◆ Data for review
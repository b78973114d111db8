use std::sync::Arc;

use concierge_core::domain::intent::Intent;

use crate::llm::LlmClient;

const CLASSIFIER_SYSTEM: &str = "You are a routing classifier for a support agent. \
    Classify the user's message into one of: login, subscription, reservation, knowledge. \
    Respond with ONLY the label.";

/// One LLM call mapping raw text to an intent. Failures never propagate:
/// an API error, an empty reply, or an out-of-vocabulary label all resolve
/// to `Intent::Unknown` and the router escalates from there.
pub struct IntentClassifier {
    llm: Arc<dyn LlmClient>,
}

impl IntentClassifier {
    pub fn new(llm: Arc<dyn LlmClient>) -> Self {
        Self { llm }
    }

    pub async fn classify(&self, text: &str) -> Intent {
        let reply = match self.llm.complete(CLASSIFIER_SYSTEM, text).await {
            Ok(reply) => reply,
            Err(error) => {
                tracing::warn!(
                    event_name = "classifier.llm_failed",
                    error = %error,
                    "classification call failed; falling back to unknown"
                );
                return Intent::Unknown;
            }
        };

        let label = reply.split_whitespace().next().unwrap_or_default();
        match label.to_ascii_lowercase().trim_matches(|c: char| !c.is_ascii_alphabetic()).parse()
        {
            Ok(intent) => intent,
            Err(_) => {
                tracing::warn!(
                    event_name = "classifier.unparseable_reply",
                    reply = %reply,
                    "classifier reply did not match a known label"
                );
                Intent::Unknown
            }
        }
    }
}
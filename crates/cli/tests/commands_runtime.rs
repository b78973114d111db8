use std::env;
use std::sync::{Mutex, OnceLock};

use concierge_cli::commands::{migrate, seed};
use serde_json::Value;

#[test]
fn migrate_returns_success_with_valid_env() {
    with_env(
        &[
            ("CONCIERGE_SUPPORT_DB_URL", "sqlite::memory:"),
            ("CONCIERGE_CRM_DB_URL", "sqlite::memory:"),
        ],
        || {
            let result = migrate::run();
            assert_eq!(result.exit_code, 0, "expected successful migrate run");

            let payload = parse_payload(&result.output);
            assert_eq!(payload["command"], "migrate");
            assert_eq!(payload["status"], "ok");
        },
    );
}

#[test]
fn migrate_reports_config_failure_for_bad_database_url() {
    with_env(&[("CONCIERGE_SUPPORT_DB_URL", "postgres://nope")], || {
        let result = migrate::run();
        assert_eq!(result.exit_code, 2, "expected config validation failure code");

        let payload = parse_payload(&result.output);
        assert_eq!(payload["command"], "migrate");
        assert_eq!(payload["status"], "error");
        assert_eq!(payload["error_class"], "config_validation");
    });
}

#[test]
fn seed_returns_success_with_valid_env() {
    with_env(
        &[
            ("CONCIERGE_SUPPORT_DB_URL", "sqlite::memory:"),
            ("CONCIERGE_CRM_DB_URL", "sqlite::memory:"),
        ],
        || {
            let result = seed::run();
            assert_eq!(result.exit_code, 0, "expected successful seed run");

            let payload = parse_payload(&result.output);
            assert_eq!(payload["command"], "seed");
            assert_eq!(payload["status"], "ok");
            let message = payload["message"].as_str().unwrap_or("");
            assert!(message.contains("2 users"));
            assert!(message.contains("3 experiences"));
        },
    );
}

#[test]
fn seed_is_idempotent_across_runs() {
    with_env(
        &[
            ("CONCIERGE_SUPPORT_DB_URL", "sqlite::memory:"),
            ("CONCIERGE_CRM_DB_URL", "sqlite::memory:"),
        ],
        || {
            let first = seed::run();
            assert_eq!(first.exit_code, 0, "expected first seed invocation success");
            let second = seed::run();
            assert_eq!(second.exit_code, 0, "expected second seed invocation success");

            let first_payload = parse_payload(&first.output);
            let second_payload = parse_payload(&second.output);
            assert_eq!(first_payload["message"], second_payload["message"]);
        },
    );
}

fn parse_payload(output: &str) -> Value {
    serde_json::from_str(output).expect("command output should be valid JSON")
}

fn with_env(vars: &[(&str, &str)], test_fn: impl FnOnce()) {
    static ENV_LOCK: OnceLock<Mutex<()>> = OnceLock::new();
    let _guard =
        ENV_LOCK.get_or_init(|| Mutex::new(())).lock().expect("env mutex should not be poisoned");

    let keys = [
        "CONCIERGE_SUPPORT_DB_URL",
        "CONCIERGE_CRM_DB_URL",
        "CONCIERGE_LLM_PROVIDER",
        "CONCIERGE_LLM_API_KEY",
        "CONCIERGE_LLM_BASE_URL",
        "CONCIERGE_LLM_MODEL",
        "CONCIERGE_LLM_TIMEOUT_SECS",
        "CONCIERGE_LLM_MAX_RETRIES",
        "CONCIERGE_KNOWLEDGE_CORPUS_PATH",
        "CONCIERGE_KNOWLEDGE_MIN_CONFIDENCE",
        "CONCIERGE_KNOWLEDGE_TOP_K",
        "CONCIERGE_ESCALATION_ENDPOINT",
        "CONCIERGE_ESCALATION_TOKEN",
        "CONCIERGE_ESCALATION_TIMEOUT_SECS",
        "CONCIERGE_SERVER_BIND_ADDRESS",
        "CONCIERGE_SERVER_PORT",
        "CONCIERGE_SERVER_GRACEFUL_SHUTDOWN_SECS",
        "CONCIERGE_LOGGING_LEVEL",
        "CONCIERGE_LOGGING_FORMAT",
        "CONCIERGE_LOG_LEVEL",
        "CONCIERGE_LOG_FORMAT",
    ];

    let previous_values: Vec<(&str, Option<String>)> =
        keys.iter().map(|key| (*key, env::var(key).ok())).collect();

    for key in &keys {
        env::remove_var(key);
    }
    for (key, value) in vars {
        env::set_var(key, value);
    }

    test_fn();

    for (key, value) in previous_values {
        if let Some(value) = value {
            env::set_var(key, value);
        } else {
            env::remove_var(key);
        }
    }
}
pub mod conversation;
pub mod intent;
pub mod reservation;
pub mod subscription;
pub mod ticket;
pub mod user;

◆ Task brief
Only the lines from the one containing "pub mod intent;" through the last line of the records should appear, each written out exactly.

◆ Completed exercise
pub mod intent;
pub mod reservation;
pub mod subscription;
pub mod ticket;
pub mod user;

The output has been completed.